Dola bololo atau syair sastra lisan tersebut menyampaikan pesan-pesan moral kepada sang anak untuk menghormati orang tua agar sukses dan selamat dunia akhirat yang merupakan hakikat hidup manusia.

Setelah ritual, kaki sang ibu pun dibilas dan dicium (dok Pemkab Halmahera Barat) Setelah ritual, kaki sang ibu pun dibilas dan dicium (dok Pemkab Halmahera Barat)

Martina Geovana Kau, salah satu peserta ritual sigofi hohu yang ditemui usai atraksi mengatakan, sangat terharu saat melakoni atraksi tersebut.

Sebab, belum pernah dia membasuh kaki ibunya, meski ia tahu bahwa cara menghormati orang tua tidak harus mencuci kaki ibu.

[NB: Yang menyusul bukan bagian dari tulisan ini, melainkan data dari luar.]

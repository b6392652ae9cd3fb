//! # ai-cache-rust
//!
//! 这是一个本地优先的 AI 响应缓存引擎：精确键命中、相似度模糊匹配、TTL 过期与容量驱逐。
//!
//! A local-first caching engine for AI-generated responses, with exact-key
//! hits, similarity-based fuzzy matching, TTL expiry, and capacity-bounded
//! eviction.
//!
//! ## Overview
//!
//! Generating an AI response is slow and costs money; most developer-tool
//! queries repeat, often with tiny wording differences. This library stores
//! responses on disk under deterministic context-scoped keys and answers
//! repeated queries locally. When the exact key misses, a configurable
//! similarity pass can still serve a close-enough stored answer.
//!
//! ## Core Behavior
//!
//! - **Deterministic keys**: SHA-256 over the normalized query plus a
//!   canonical rendition of the context attributes that scope an answer
//! - **Similarity fallback**: Levenshtein, Jaccard, cosine, or a weighted
//!   hybrid, blended with context agreement and gated by a threshold
//! - **Bounded storage**: per-entry TTLs, an expiry sweep, and a score-ranked
//!   eviction pass with an 80%/70% hysteresis band
//! - **Never the cause of failure**: persistence errors degrade to misses or
//!   skipped writes and are logged and recorded as error events
//!
//! ## Quick Start
//!
//! ```rust,no_run
//! use ai_cache_rust::cache::{CacheConfig, ResponseCache};
//! use ai_cache_rust::types::{CacheContext, ResponseBody};
//!
//! #[tokio::main]
//! async fn main() -> Result<(), Box<dyn std::error::Error>> {
//!     let cache = ResponseCache::new(CacheConfig::new(".ai-cache")).await?;
//!     let ctx = CacheContext::new()
//!         .with_language("typescript")
//!         .with_framework("react");
//!
//!     let response = cache
//!         .get_or_compute("how do I memoize a component?", &ctx, || async {
//!             // Call the actual generator here.
//!             Ok::<_, std::io::Error>(ResponseBody::text("wrap it in React.memo"))
//!         })
//!         .await?;
//!     println!("{:?}", response);
//!
//!     cache.shutdown().await;
//!     Ok(())
//! }
//! ```
//!
//! ## Module Organization
//!
//! | Module | Description |
//! |--------|-------------|
//! | [`cache`] | The cache engine: facade, store, keys, eviction, config |
//! | [`similarity`] | Fuzzy query matching: algorithms, matcher, normalization |
//! | [`analytics`] | Event recording, time series, alerts, trend reports |
//! | [`types`] | Core shared types (`CacheContext`, `ResponseBody`) |
//! | [`error`] | The crate-wide [`CacheError`] taxonomy |

pub mod analytics;
pub mod cache;
pub mod error;
pub mod similarity;
pub mod types;

// Re-export main types for convenience
pub use analytics::{AlertThresholds, AnalyticsEvent, CacheReport, EventKind, EventSink};
pub use cache::{
    CacheConfig, CacheHit, CacheStats, CleanupResult, GetOptions, HitKind, ResponseCache,
    SetOptions, WarmupResult,
};
pub use error::CacheError;
pub use similarity::{SimilarityAlgorithm, SimilarityConfig, SimilarityMatcher};
pub use types::{CacheContext, ResponseBody};

/// Result type alias for the library
pub type Result<T> = std::result::Result<T, CacheError>;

“Terharu, apalagi pesan-pesan dola bololo juga sangat menyentuh,” ungkap siswi kelas sembilan SMP Kristen Idam Gamlamo, Halmahera Barat ini.

Ritual sigofi hohu atau ritual cuci kaki ini masih dipraktikkan masyarakat Halmahera Barat, terutama warga Loloda.

Ritual ini pun punya makna jasih sayang antara ibu dan anak (dok Pemkab Halmahera Barat) Ritual ini pun punya makna jasih sayang antara ibu dan anak (dok Pemkab Halmahera Barat)

Ritual tradisi ini biasanya berlangsung di acara kawinan atau menjemput tamu yang baru pertama kali berkunjung di Halmahera Barat.

Bahkan bagi warga Loloda, ritual ini melambangkan cinta kasih sayang antara anak dengan orang tua.

Usai ritual sigofi hohu, anak-anak yang masih duduk di bangku sekolah SD dan SMP ini menarikan tarian yang jadi theme song FTJ.

Theme song FTJ adalah tarian kolosal yang ditarikan secara masal, hasil kreasi dari beberapa tarian lokal seperti lalayon, dana-dana, tide-tide dan legu salai.

Tarian masal ini melibatkan 500-an siswa-siswi SD dan SMP se-Jailolo, Sahu dan Sahu Timur.